[RECORD EXCERPTS Boundary: Start]

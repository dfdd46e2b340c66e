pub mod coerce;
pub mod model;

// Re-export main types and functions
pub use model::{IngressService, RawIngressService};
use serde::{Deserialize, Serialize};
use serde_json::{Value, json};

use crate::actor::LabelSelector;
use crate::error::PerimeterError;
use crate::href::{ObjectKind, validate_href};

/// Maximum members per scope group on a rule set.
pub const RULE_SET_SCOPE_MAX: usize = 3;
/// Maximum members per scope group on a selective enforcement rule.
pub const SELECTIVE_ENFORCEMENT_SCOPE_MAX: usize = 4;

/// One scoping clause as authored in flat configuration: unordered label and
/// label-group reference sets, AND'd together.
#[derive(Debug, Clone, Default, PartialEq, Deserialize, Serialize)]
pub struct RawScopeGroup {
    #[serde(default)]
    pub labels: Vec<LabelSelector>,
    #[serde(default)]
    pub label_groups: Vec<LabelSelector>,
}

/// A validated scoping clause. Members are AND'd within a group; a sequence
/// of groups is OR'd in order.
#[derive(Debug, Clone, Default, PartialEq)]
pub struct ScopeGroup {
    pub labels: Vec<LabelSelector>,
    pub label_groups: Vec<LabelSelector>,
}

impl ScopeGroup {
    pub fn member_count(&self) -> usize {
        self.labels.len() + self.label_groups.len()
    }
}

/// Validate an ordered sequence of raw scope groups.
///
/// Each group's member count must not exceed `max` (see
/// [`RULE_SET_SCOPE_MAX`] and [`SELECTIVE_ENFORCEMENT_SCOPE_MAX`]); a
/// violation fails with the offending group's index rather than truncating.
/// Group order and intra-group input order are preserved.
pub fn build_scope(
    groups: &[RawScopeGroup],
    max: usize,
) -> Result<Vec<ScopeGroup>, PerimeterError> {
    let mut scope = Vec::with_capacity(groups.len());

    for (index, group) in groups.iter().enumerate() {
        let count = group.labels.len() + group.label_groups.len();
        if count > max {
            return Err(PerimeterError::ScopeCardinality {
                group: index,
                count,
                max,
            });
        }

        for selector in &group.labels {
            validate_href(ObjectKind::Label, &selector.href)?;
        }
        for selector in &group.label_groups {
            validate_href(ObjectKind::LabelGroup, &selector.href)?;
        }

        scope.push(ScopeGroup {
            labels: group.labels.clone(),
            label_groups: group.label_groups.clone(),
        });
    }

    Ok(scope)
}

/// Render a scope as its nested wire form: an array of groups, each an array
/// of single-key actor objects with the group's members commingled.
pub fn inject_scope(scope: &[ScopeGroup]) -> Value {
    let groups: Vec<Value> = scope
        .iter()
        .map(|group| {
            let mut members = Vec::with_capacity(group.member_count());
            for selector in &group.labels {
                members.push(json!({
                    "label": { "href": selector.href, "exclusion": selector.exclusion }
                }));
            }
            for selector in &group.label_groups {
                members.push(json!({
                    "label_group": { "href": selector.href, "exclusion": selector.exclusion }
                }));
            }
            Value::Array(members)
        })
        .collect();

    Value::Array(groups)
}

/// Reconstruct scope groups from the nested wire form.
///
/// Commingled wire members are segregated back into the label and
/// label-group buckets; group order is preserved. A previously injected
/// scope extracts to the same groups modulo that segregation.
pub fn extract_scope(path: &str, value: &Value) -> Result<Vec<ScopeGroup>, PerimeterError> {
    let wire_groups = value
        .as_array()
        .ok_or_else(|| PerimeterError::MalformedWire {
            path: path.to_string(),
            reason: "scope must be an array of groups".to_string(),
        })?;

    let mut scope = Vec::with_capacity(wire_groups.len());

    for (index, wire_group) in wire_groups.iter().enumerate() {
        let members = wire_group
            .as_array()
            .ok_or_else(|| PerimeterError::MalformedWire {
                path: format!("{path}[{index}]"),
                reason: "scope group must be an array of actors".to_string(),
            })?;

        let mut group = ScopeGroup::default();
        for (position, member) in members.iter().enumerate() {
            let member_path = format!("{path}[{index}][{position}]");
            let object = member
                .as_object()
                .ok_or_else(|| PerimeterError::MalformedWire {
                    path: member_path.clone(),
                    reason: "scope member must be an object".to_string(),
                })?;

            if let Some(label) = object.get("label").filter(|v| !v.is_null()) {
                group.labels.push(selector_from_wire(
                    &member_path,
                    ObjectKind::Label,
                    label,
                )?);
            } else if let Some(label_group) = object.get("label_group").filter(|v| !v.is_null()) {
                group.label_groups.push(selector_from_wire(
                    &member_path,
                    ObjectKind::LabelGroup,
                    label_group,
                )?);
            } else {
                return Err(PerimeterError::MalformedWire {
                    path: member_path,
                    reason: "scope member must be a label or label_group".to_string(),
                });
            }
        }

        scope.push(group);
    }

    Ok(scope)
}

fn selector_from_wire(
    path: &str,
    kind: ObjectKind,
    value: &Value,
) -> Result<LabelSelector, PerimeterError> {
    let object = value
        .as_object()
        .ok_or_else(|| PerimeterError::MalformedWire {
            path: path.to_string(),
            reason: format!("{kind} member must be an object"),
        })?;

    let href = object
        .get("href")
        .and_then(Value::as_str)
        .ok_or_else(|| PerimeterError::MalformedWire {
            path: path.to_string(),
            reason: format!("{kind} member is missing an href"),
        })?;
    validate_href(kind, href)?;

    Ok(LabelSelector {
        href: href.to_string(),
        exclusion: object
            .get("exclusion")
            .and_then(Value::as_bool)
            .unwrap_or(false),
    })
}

[RECORD EXCERPTS Boundary: End]

## EXERCISE AIM:
Say how many of the lines above include the string "iter", and give no other words.

## RESPONSE BOX:
4